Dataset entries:

use std::net::SocketAddr;
use bytes::Bytes;

use crate::error::RdtError;
use crate::protocol::frame::seal;

const EXCHANGE_REQUEST_PREFIX: &str = "EXCH_REQ";
const INDEX_REQUEST: &str = "INDEX_REQ";

/// Control messages travel as plain text directly under the checksum envelope, without the
///  file id / sequence number structure of a [crate::protocol::frame::Frame]:
///
/// ```ascii
/// EXCH_REQ:<file_id>,<requester_ip>:<requester_port>
/// INDEX_REQ
/// ```
///
/// NB: A frame body starts with the length of its file id. For a body starting with an ASCII
///      control prefix, that length would be in the order of 10^9, so a control message can
///      never be mistaken for a valid frame and vice versa.
#[derive(Debug, Clone, Eq, PartialEq)]
pub enum ControlMessage {
    /// Ask the receiving peer to send a file. The address is what the requester believes its
    ///  own address to be - it is informational only, replies go to the address the datagram
    ///  actually came from.
    ExchangeRequest {
        file_id: String,
        claimed_addr: String,
    },
    IndexRequest,
}

impl ControlMessage {
    pub fn exchange_request(file_id: &str, requester: SocketAddr) -> ControlMessage {
        ControlMessage::ExchangeRequest {
            file_id: file_id.to_string(),
            claimed_addr: requester.to_string(),
        }
    }

    pub fn to_text(&self) -> String {
        match self {
            ControlMessage::ExchangeRequest { file_id, claimed_addr } => format!("{}:{},{}", EXCHANGE_REQUEST_PREFIX, file_id, claimed_addr),
            ControlMessage::IndexRequest => INDEX_REQUEST.to_string(),
        }
    }

    /// the complete datagram, checksum included
    pub fn encode(&self) -> Bytes {
        seal(self.to_text().as_bytes())
    }

    /// Returns `None` if the (integrity checked) body is not a control message at all, i.e.
    ///  should be treated as a data frame.
    pub fn classify(body: &[u8]) -> Option<Result<ControlMessage, RdtError>> {
        if body.starts_with(EXCHANGE_REQUEST_PREFIX.as_bytes()) {
            Some(Self::parse_exchange_request(body))
        }
        else if body.starts_with(INDEX_REQUEST.as_bytes()) {
            if body.len() == INDEX_REQUEST.len() {
                Some(Ok(ControlMessage::IndexRequest))
            }
            else {
                Some(Err(RdtError::format("trailing data after INDEX_REQ")))
            }
        }
        else {
            None
        }
    }

    fn parse_exchange_request(body: &[u8]) -> Result<ControlMessage, RdtError> {
        let text = std::str::from_utf8(body)
            .map_err(|e| RdtError::format(format!("exchange request is not valid UTF-8: {}", e)))?;

        let args = text.strip_prefix(EXCHANGE_REQUEST_PREFIX)
            .and_then(|s| s.strip_prefix(':'))
            .ok_or_else(|| RdtError::format(format!("missing ':' after {}", EXCHANGE_REQUEST_PREFIX)))?;

        let (file_id, claimed_addr) = args.split_once(',')
            .ok_or_else(|| RdtError::format(format!("exchange request without requester address: {:?}", text)))?;

        let file_id = file_id.trim();
        if file_id.is_empty() {
            return Err(RdtError::format("exchange request with empty file id"));
        }

        Ok(ControlMessage::ExchangeRequest {
            file_id: file_id.to_string(),
            claimed_addr: claimed_addr.trim().to_string(),
        })
    }
}

#[cfg(test)]
mod tests {
    use rstest::rstest;
    use crate::protocol::frame::{encode_frame, split_datagram, verify, CHECKSUM_LEN};
    use super::*;

    #[rstest]
    #[case::exchange(b"EXCH_REQ:001,127.0.0.1:9000", Some(ControlMessage::ExchangeRequest { file_id: "001".to_string(), claimed_addr: "127.0.0.1:9000".to_string() }))]
    #[case::exchange_v6(b"EXCH_REQ:abc,[::1]:9000", Some(ControlMessage::ExchangeRequest { file_id: "abc".to_string(), claimed_addr: "[::1]:9000".to_string() }))]
    #[case::exchange_garbage_addr(b"EXCH_REQ:001,not an address", Some(ControlMessage::ExchangeRequest { file_id: "001".to_string(), claimed_addr: "not an address".to_string() }))]
    #[case::exchange_empty_addr(b"EXCH_REQ:001,", Some(ControlMessage::ExchangeRequest { file_id: "001".to_string(), claimed_addr: "".to_string() }))]
    #[case::index(b"INDEX_REQ", Some(ControlMessage::IndexRequest))]
    fn test_classify_valid(#[case] body: &[u8], #[case] expected: Option<ControlMessage>) {
        let actual = ControlMessage::classify(body).map(|r| r.unwrap());
        assert_eq!(actual, expected);
    }

    #[rstest]
    #[case::no_colon(b"EXCH_REQ001,127.0.0.1:9000")]
    #[case::no_comma(b"EXCH_REQ:001")]
    #[case::empty_id(b"EXCH_REQ: ,127.0.0.1:9000")]
    #[case::not_utf8(b"EXCH_REQ:\xff,127.0.0.1:9000")]
    #[case::index_trailing(b"INDEX_REQ please")]
    fn test_classify_malformed(#[case] body: &[u8]) {
        assert!(matches!(ControlMessage::classify(body), Some(Err(RdtError::Format(_)))));
    }

    #[test]
    fn test_data_frames_are_not_control_messages() {
        let datagram = encode_frame("EXCH_REQ", 1, "INDEX_REQ");
        assert!(ControlMessage::classify(&datagram[CHECKSUM_LEN..]).is_none());
    }

    #[rstest]
    #[case::exchange(ControlMessage::exchange_request("001", SocketAddr::from(([10,0,0,1], 4711))), b"EXCH_REQ:001,10.0.0.1:4711".as_slice())]
    #[case::index(ControlMessage::IndexRequest, b"INDEX_REQ".as_slice())]
    fn test_encode(#[case] msg: ControlMessage, #[case] expected_body: &[u8]) {
        let datagram = msg.encode();
        let (checksum, body) = split_datagram(&datagram).unwrap();
        assert!(verify(checksum, body));
        assert_eq!(body, expected_body);
        assert_eq!(ControlMessage::classify(body).unwrap().unwrap(), msg);
    }
}
use std::time::Duration;
use rustc_hash::FxHashMap;
use tokio::time::Instant;
use tracing::{debug, error, trace, warn};

use crate::config::RdtConfig;

/// What happened to a chunk that was handed to a [Session]
#[derive(Debug, Clone, Copy, Eq, PartialEq)]
pub enum Placement {
    /// the chunk started a new session
    Created,
    /// the chunk's sequence number was below the session's base, so the buffer was shifted
    Rebased,
    /// the chunk's sequence number was above the highest one seen so far, so the buffer grew
    Expanded,
    /// the chunk filled a hole inside the buffer
    Filled,
    /// the slot was already filled - first arrival wins, the chunk is dropped
    Duplicate,
    /// accepting the chunk would grow the buffer beyond its configured span
    OutOfRange,
    /// the file's session was evicted earlier, so the transfer cannot complete any more
    Discarded,
}

/// upper bound for the number of evicted file ids that are remembered
const MAX_EVICTED_IDS: usize = 4096;

/// Reassembly state for one inbound file.
///
/// `packets[i]` holds the chunk with sequence number `base_seq + i`, or `None` if that chunk
///  did not arrive yet. `base_seq` and `max_seq` are the lowest and highest sequence numbers
///  seen so far, so the first and last slots are always filled.
#[derive(Debug)]
pub struct Session {
    file_id: String,
    base_seq: i32,
    max_seq: i32,
    packets: Vec<Option<String>>,
    last_activity: Instant,
    /// an acknowledged chunk was dropped, so the file can not be reassembled completely
    truncated: bool,
}

impl Session {
    pub fn new(file_id: &str, seq: i32, chunk: String, now: Instant) -> Session {
        Session {
            file_id: file_id.to_string(),
            base_seq: seq,
            max_seq: seq,
            packets: vec![Some(chunk)],
            last_activity: now,
            truncated: false,
        }
    }

    pub fn file_id(&self) -> &str {
        &self.file_id
    }

    pub fn base_seq(&self) -> i32 {
        self.base_seq
    }

    pub fn max_seq(&self) -> i32 {
        self.max_seq
    }

    pub fn slots(&self) -> &[Option<String>] {
        &self.packets
    }

    /// number of holes between base and max
    pub fn missing(&self) -> usize {
        self.packets.iter()
            .filter(|p| p.is_none())
            .count()
    }

    pub fn is_truncated(&self) -> bool {
        self.truncated
    }

    pub fn insert(&mut self, seq: i32, chunk: String, max_span: usize) -> Placement {
        // i64 so that arbitrary i32 distances cannot overflow
        let seq_wide = i64::from(seq);
        let base = i64::from(self.base_seq);

        if seq_wide < base {
            let shift = (base - seq_wide) as u64;
            if shift + self.packets.len() as u64 > max_span as u64 {
                self.truncated = true;
                return Placement::OutOfRange;
            }
            let shift = shift as usize;
            trace!("rebasing session {} from #{} to #{}", self.file_id, self.base_seq, seq);
            self.packets.splice(0..0, std::iter::repeat(None).take(shift));
            self.packets[0] = Some(chunk);
            self.base_seq = seq;
            return Placement::Rebased;
        }

        let offset = (seq_wide - base) as u64;
        // NB: `seq == max_seq` is handled as an in-range slot rather than as an expansion, so a
        //      repeated last chunk does not overwrite the first copy. Retransmissions carry the
        //      same payload, so the result is the same either way.
        if seq > self.max_seq {
            if offset >= max_span as u64 {
                self.truncated = true;
                return Placement::OutOfRange;
            }
            let offset = offset as usize;
            trace!("expanding session {} from #{} to #{}", self.file_id, self.max_seq, seq);
            self.packets.resize(offset + 1, None);
            self.packets[offset] = Some(chunk);
            self.max_seq = seq;
            return Placement::Expanded;
        }

        let slot = &mut self.packets[offset as usize];
        if slot.is_some() {
            return Placement::Duplicate;
        }
        *slot = Some(chunk);
        Placement::Filled
    }

    /// the received chunks in ascending sequence order, skipping holes
    pub fn into_chunks(self) -> Vec<String> {
        self.packets.into_iter()
            .flatten()
            .collect()
    }
}

/// All in-flight inbound transfers of a receiver, keyed by file id.
///
/// The table is owned by the receiver's listen loop, so there is no locking here.
///
/// Evicted sessions leave their file id behind until the terminator arrives (or the id is idle
///  for another idle timeout): their earlier chunks were acknowledged and will not be sent
///  again, so later chunks must not start a new session that would persist a partial file.
pub struct SessionTable {
    sessions: FxHashMap<String, Session>,
    evicted: FxHashMap<String, Instant>,
    max_sessions: Option<usize>,
    idle_timeout: Option<Duration>,
    max_span: usize,
}

impl SessionTable {
    pub fn new(config: &RdtConfig) -> SessionTable {
        SessionTable {
            sessions: FxHashMap::default(),
            evicted: FxHashMap::default(),
            max_sessions: config.max_sessions,
            idle_timeout: config.session_idle_timeout,
            max_span: config.max_session_span,
        }
    }

    pub fn len(&self) -> usize {
        self.sessions.len()
    }

    pub fn is_empty(&self) -> bool {
        self.sessions.is_empty()
    }

    pub fn get(&self, file_id: &str) -> Option<&Session> {
        self.sessions.get(file_id)
    }

    pub fn on_chunk(&mut self, file_id: &str, seq: i32, chunk: String, now: Instant) -> Placement {
        self.evict_idle(now);

        if let Some(last_activity) = self.evicted.get_mut(file_id) {
            *last_activity = now;
            debug!("chunk #{} for evicted file {} - dropping", seq, file_id);
            return Placement::Discarded;
        }

        if let Some(session) = self.sessions.get_mut(file_id) {
            session.last_activity = now;
            let placement = session.insert(seq, chunk, self.max_span);
            if placement == Placement::OutOfRange {
                warn!("chunk #{} for file {} is too far from #{}..#{} - dropping", seq, file_id, session.base_seq, session.max_seq);
            }
            return placement;
        }

        if let Some(max_sessions) = self.max_sessions {
            while !self.sessions.is_empty() && self.sessions.len() >= max_sessions {
                self.evict_least_recently_active(now);
            }
        }

        debug!("starting session for file {} at #{}", file_id, seq);
        self.sessions.insert(file_id.to_string(), Session::new(file_id, seq, chunk, now));
        Placement::Created
    }

    /// Remove the session, returning its chunks in ascending sequence order. Returns `None` if
    ///  there is nothing to persist: no session for the file id (e.g. for a repeated
    ///  terminator), or a session that lost acknowledged chunks.
    pub fn finalize(&mut self, file_id: &str) -> Option<Vec<String>> {
        if self.evicted.remove(file_id).is_some() {
            error!("transfer of file {} ended, but its session was evicted before - nothing is stored", file_id);
            return None;
        }

        let session = self.sessions.remove(file_id)?;
        if session.truncated {
            error!("file {} exceeds {} chunks and was truncated - nothing is stored", file_id, self.max_span);
            return None;
        }

        let missing = session.missing();
        if missing > 0 {
            warn!("finalizing file {} with {} missing chunks between #{} and #{}", file_id, missing, session.base_seq, session.max_seq);
        }
        else {
            debug!("finalizing file {} with chunks #{} to #{}", file_id, session.base_seq, session.max_seq);
        }
        Some(session.into_chunks())
    }

    /// discard sessions that saw no traffic for the configured idle timeout, returning their
    ///  file ids
    pub fn evict_idle(&mut self, now: Instant) -> Vec<String> {
        let idle_timeout = match self.idle_timeout {
            Some(t) => t,
            None => return Vec::new(),
        };

        self.evicted.retain(|_, last_activity| now.saturating_duration_since(*last_activity) < idle_timeout);

        let expired = self.sessions.values()
            .filter(|s| now.saturating_duration_since(s.last_activity) >= idle_timeout)
            .map(|s| s.file_id.clone())
            .collect::<Vec<_>>();

        for file_id in &expired {
            warn!("no data for file {} within {:?} - discarding incomplete transfer", file_id, idle_timeout);
            self.sessions.remove(file_id);
            self.remember_evicted(file_id.clone(), now);
        }
        expired
    }

    fn evict_least_recently_active(&mut self, now: Instant) {
        let oldest = self.sessions.values()
            .min_by_key(|s| s.last_activity)
            .map(|s| s.file_id.clone());

        if let Some(file_id) = oldest {
            warn!("session limit reached - discarding incomplete transfer of file {}", file_id);
            self.sessions.remove(&file_id);
            self.remember_evicted(file_id, now);
        }
    }

    fn remember_evicted(&mut self, file_id: String, now: Instant) {
        if self.evicted.len() >= MAX_EVICTED_IDS {
            let oldest = self.evicted.iter()
                .min_by_key(|(_, last_activity)| **last_activity)
                .map(|(file_id, _)| file_id.clone());
            if let Some(oldest) = oldest {
                self.evicted.remove(&oldest);
            }
        }
        self.evicted.insert(file_id, now);
    }
}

EXERCISE: Could you retype exactly the lines above, starting at the line that contains "requester believes its" and ending at the line that contains "pub fn exchange_request(file_id: &str, requester: SocketAddr)", and nothing more?

OUTPUT OF THE EXERCISE:
    /// Ask the receiving peer to send a file. The address is what the requester believes its
    ///  own address to be - it is informational only, replies go to the address the datagram
    ///  actually came from.
    ExchangeRequest {
        file_id: String,
        claimed_addr: String,
    },
    IndexRequest,
}

impl ControlMessage {
    pub fn exchange_request(file_id: &str, requester: SocketAddr) -> ControlMessage {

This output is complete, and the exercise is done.